The sign on the building we approach says
Le Beau Monde.
Georgie rings the bell with one hand and holds my wrist with the other.

“Don’t play games with me, like you do with my cousin, you hear me darlin’?”

“Games?”

“You heard me. You’re in a different world now—my world. So set yourself free of your false modesty. Sex is an appetite like any other. You feed it daily, with as much variety as possible. I rarely eat the same meal,” he says and pounds on the door.

An aroma of spicy incense spills out as Oriana opens the door of her salon. She wears a blue satin corset and thigh-high patent leather boots. “
Bonsoir,
please come in. We’ve been waiting for you.”

Georgie escorts me into the darkened salon, where a single touchier highlights the masks on the wall. The Siamese cat lies asleep, sprawled out on the cheetah.

“I’ve prepared room number five—the one you requested Georgie,” Oriana says, as we follow her through the shop, past the pedestals with winged angels and down the long hallway to the hidden rooms. “Your hostess awaits you. You will love the masks I have selected; they are two of my favorites.”

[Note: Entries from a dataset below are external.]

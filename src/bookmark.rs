//! Reads bookmark info for many watched threads at once.

use std::io::Cursor;
use std::time::Duration;

use async_trait::async_trait;
use futures::prelude::*;
use log::{debug, warn};

use crate::config::Config;
use crate::model::{ThreadBookmarkInfo, ThreadDescriptor};
use crate::reader::PostLoader;
use crate::{Error, Result};

const DEFAULT_BATCH_SIZE: usize = 8;

/// Supplies raw thread payloads. Transport, retries and rate limiting are the
/// implementor's concern.
#[async_trait]
pub trait BookmarkFetcher: Send + Sync {
    async fn fetch_thread(&self, thread: &ThreadDescriptor) -> Result<Vec<u8>>;
}

#[derive(Debug, Clone, Copy)]
pub struct BookmarkBatcher {
    batch_size: usize,
    fetch_timeout: Option<Duration>,
    expected_capacity: usize,
}

impl Default for BookmarkBatcher {
    fn default() -> Self {
        Self {
            batch_size: DEFAULT_BATCH_SIZE,
            fetch_timeout: None,
            expected_capacity: 0,
        }
    }
}

impl From<&Config> for BookmarkBatcher {
    fn from(config: &Config) -> Self {
        Self::default()
            .with_batch_size(config.bookmark_batch_size())
            .with_fetch_timeout(config.fetch_timeout)
    }
}

impl BookmarkBatcher {
    pub fn with_batch_size(mut self, batch_size: usize) -> Self {
        self.batch_size = batch_size.max(1);
        self
    }

    pub fn with_fetch_timeout(mut self, timeout: Option<Duration>) -> Self {
        self.fetch_timeout = timeout;
        self
    }

    /// Posts-per-thread hint handed to the decoders.
    pub fn with_expected_capacity(mut self, expected_capacity: usize) -> Self {
        self.expected_capacity = expected_capacity;
        self
    }

    /// One result per thread, in the order given. At most `batch_size`
    /// fetches are outstanding at once and a failing thread never fails its
    /// batch.
    pub async fn read_bookmark_infos<F: BookmarkFetcher + ?Sized>(
        &self,
        fetcher: &F,
        loader: &PostLoader,
        threads: &[ThreadDescriptor],
    ) -> Vec<Result<ThreadBookmarkInfo>> {
        let mut results = Vec::with_capacity(threads.len());
        for (i, batch) in threads.chunks(self.batch_size).enumerate() {
            debug!("Reading bookmark batch {} ({} threads)", i, batch.len());
            let infos = future::join_all(
                batch
                    .iter()
                    .map(|thread| self.read_one(fetcher, loader, thread)),
            )
            .await;
            results.extend(infos);
        }
        results
    }

    async fn read_one<F: BookmarkFetcher + ?Sized>(
        &self,
        fetcher: &F,
        loader: &PostLoader,
        thread: &ThreadDescriptor,
    ) -> Result<ThreadBookmarkInfo> {
        let body = match self.fetch_timeout {
            Some(timeout) => tokio::time::timeout(timeout, fetcher.fetch_thread(thread))
                .await
                .map_err(|_| {
                    Error::IO(std::io::Error::new(
                        std::io::ErrorKind::TimedOut,
                        format!("fetching {} timed out", thread),
                    ))
                })?,
            None => fetcher.fetch_thread(thread).await,
        };
        let info = match body {
            Ok(body) => {
                loader
                    .load_bookmark_info(thread.clone(), self.expected_capacity, Cursor::new(body))
                    .await
            }
            Err(err) => Err(err),
        };
        if let Err(err) = &info {
            warn!("Failed to read bookmark info for {}: {}", thread, err);
        }
        info
    }
}

/// [`BookmarkBatcher::read_bookmark_infos`] with the default batch size.
pub async fn read_bookmark_infos<F: BookmarkFetcher + ?Sized>(
    fetcher: &F,
    loader: &PostLoader,
    threads: &[ThreadDescriptor],
) -> Vec<Result<ThreadBookmarkInfo>> {
    BookmarkBatcher::default()
        .read_bookmark_infos(fetcher, loader, threads)
        .await
}

#[cfg(test)]
mod tests {
    use std::sync::atomic::{AtomicUsize, Ordering};
    use std::sync::Arc;

    use rustc_hash::FxHashMap;

    use super::*;
    use crate::model::{BoardDescriptor, BookmarkPost};
    use crate::reader::MemoryPostCache;
    use crate::site::{Board, Dialect, Site, SiteEndpoints, SiteRegistry};

    struct FakeFetcher {
        bodies: FxHashMap<u64, &'static str>,
        in_flight: AtomicUsize,
        max_in_flight: AtomicUsize,
    }

    #[async_trait]
    impl BookmarkFetcher for FakeFetcher {
        async fn fetch_thread(&self, thread: &ThreadDescriptor) -> Result<Vec<u8>> {
            let now = self.in_flight.fetch_add(1, Ordering::SeqCst) + 1;
            self.max_in_flight.fetch_max(now, Ordering::SeqCst);
            tokio::task::yield_now().await;
            self.in_flight.fetch_sub(1, Ordering::SeqCst);
            self.bodies
                .get(&thread.thread_no())
                .map(|b| b.as_bytes().to_vec())
                .ok_or(Error::NotFound)
        }
    }

    fn loader() -> PostLoader {
        let site = Site::new(
            "4chan",
            Dialect::Futaba,
            SiteEndpoints::new(
                "https://i.4cdn.org/{board}/{tim}s.jpg",
                "https://i.4cdn.org/{board}/{tim}.{ext}",
            ),
        )
        .with_board(Board::new(BoardDescriptor::new("4chan", "g")));
        PostLoader::new(
            Arc::new(SiteRegistry::new().with_site(site)),
            Arc::new(MemoryPostCache::new()),
        )
    }

    #[tokio::test]
    async fn reads_in_batches_and_keeps_order() {
        let mut bodies = FxHashMap::default();
        bodies.insert(1, r#"{"posts":[{"no":1,"resto":0,"com":"one"},{"no":2,"resto":1,"com":"two"}]}"#);
        bodies.insert(3, r#"{"posts":[{"no":3,"resto":0,"closed":1,"com":"three"}]}"#);
        bodies.insert(4, r#"{"posts":[{"no":5,"resto":0,"com":"wrong op"}]}"#);
        let fetcher = FakeFetcher {
            bodies,
            in_flight: AtomicUsize::new(0),
            max_in_flight: AtomicUsize::new(0),
        };

        let threads: Vec<_> = (1..=4)
            .map(|no| ThreadDescriptor::new("4chan", "g", no))
            .collect();
        let results = BookmarkBatcher::default()
            .with_batch_size(2)
            .with_expected_capacity(16)
            .read_bookmark_infos(&fetcher, &loader(), &threads)
            .await;

        assert_eq!(results.len(), 4);
        let first = results[0].as_ref().unwrap();
        assert_eq!(first.posts().len(), 2);
        assert!(matches!(results[1], Err(Error::NotFound)));
        match results[2].as_ref().unwrap().original_post() {
            BookmarkPost::OriginalPost { closed, .. } => assert!(*closed),
            other => panic!("unexpected {:?}", other),
        }
        assert!(matches!(
            results[3],
            Err(Error::OriginalPostMismatch {
                expected: 4,
                actual: 5
            })
        ));
        assert!(fetcher.max_in_flight.load(Ordering::SeqCst) <= 2);
    }

    #[tokio::test]
    async fn unknown_site_fails_per_thread() {
        let mut bodies = FxHashMap::default();
        bodies.insert(1, r#"{"posts":[{"no":1,"resto":0}]}"#);
        let fetcher = FakeFetcher {
            bodies,
            in_flight: AtomicUsize::new(0),
            max_in_flight: AtomicUsize::new(0),
        };
        let threads = vec![ThreadDescriptor::new("8chan", "b", 1)];
        let results = read_bookmark_infos(&fetcher, &loader(), &threads).await;
        assert!(matches!(results[0], Err(Error::UnknownSite(_))));
    }
}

We follow Oriana into a humid room hung with pictures of dour circus scenes. Dozens of candles in glass containers line the floor along the walls. The sweet berry scent does not completely camouflage the smell of stale perspiration and something even less aromatic.

A sinewy woman hangs from a metal bar in the center of the room. She is naked except for a doe-eyed mask decorated with harlequin triangles, tufts of purple fringed eyelashes and an open mouthed smile. A mane of platinum hair cascades to the floor. She dismounts with a flip as we enter the room. “
Bonsoir
Georgie,” the woman says, “who is your lovely friend?”

Oriana introduces me to Lana and tells me she works as an aerial artist for a prominent Montreal circus.

“I remember you liked this mask,” Oriana says, and hands me the transformational mask, the gilded sunburst with a malevolent moon hidden beneath. I despise the ugly thing, but none I have seen are more favorable, so I acquiesce and place it against my face while Oriana ties the satin ribbon at the back of my head. “There,” she says as she adjusts the mask and fixes my hair. “It’s not too tight, is it?”

I shake my head, and raise my hand to feel the smooth leather stretched across my skin. An alteration of perception accompanies the fitting of the double faced persona. And with it a rush of something else, a newborn feeling, the loss of self to anonymity. Whatever I do in this room is hidden from view. My flawed spirit is unleashed—free to do whatever it chooses.

“Perfect,” Georgie says. He drops his jeans and skimpy briefs and accepts from Oriana a bird mask with fanning plumes in brilliant hues and a huge orange beak.

“What a big beautiful cock you have; it’s magnificent,” Lana says.

Georgie stations himself beneath the hanging bar and raises his arms overhead. Oriana offers a small ladder to Lana, who uses it to climb up to tie his hands with straps. “Does this hurt your wrists?” Lana asks.

“The tighter the better.”

Lana whispers something in his ear that causes him to release a laugh that sounds like the squawk of a terribly disturbed parrot. Lana returns his ghoulish laugh with a high pitched squeak.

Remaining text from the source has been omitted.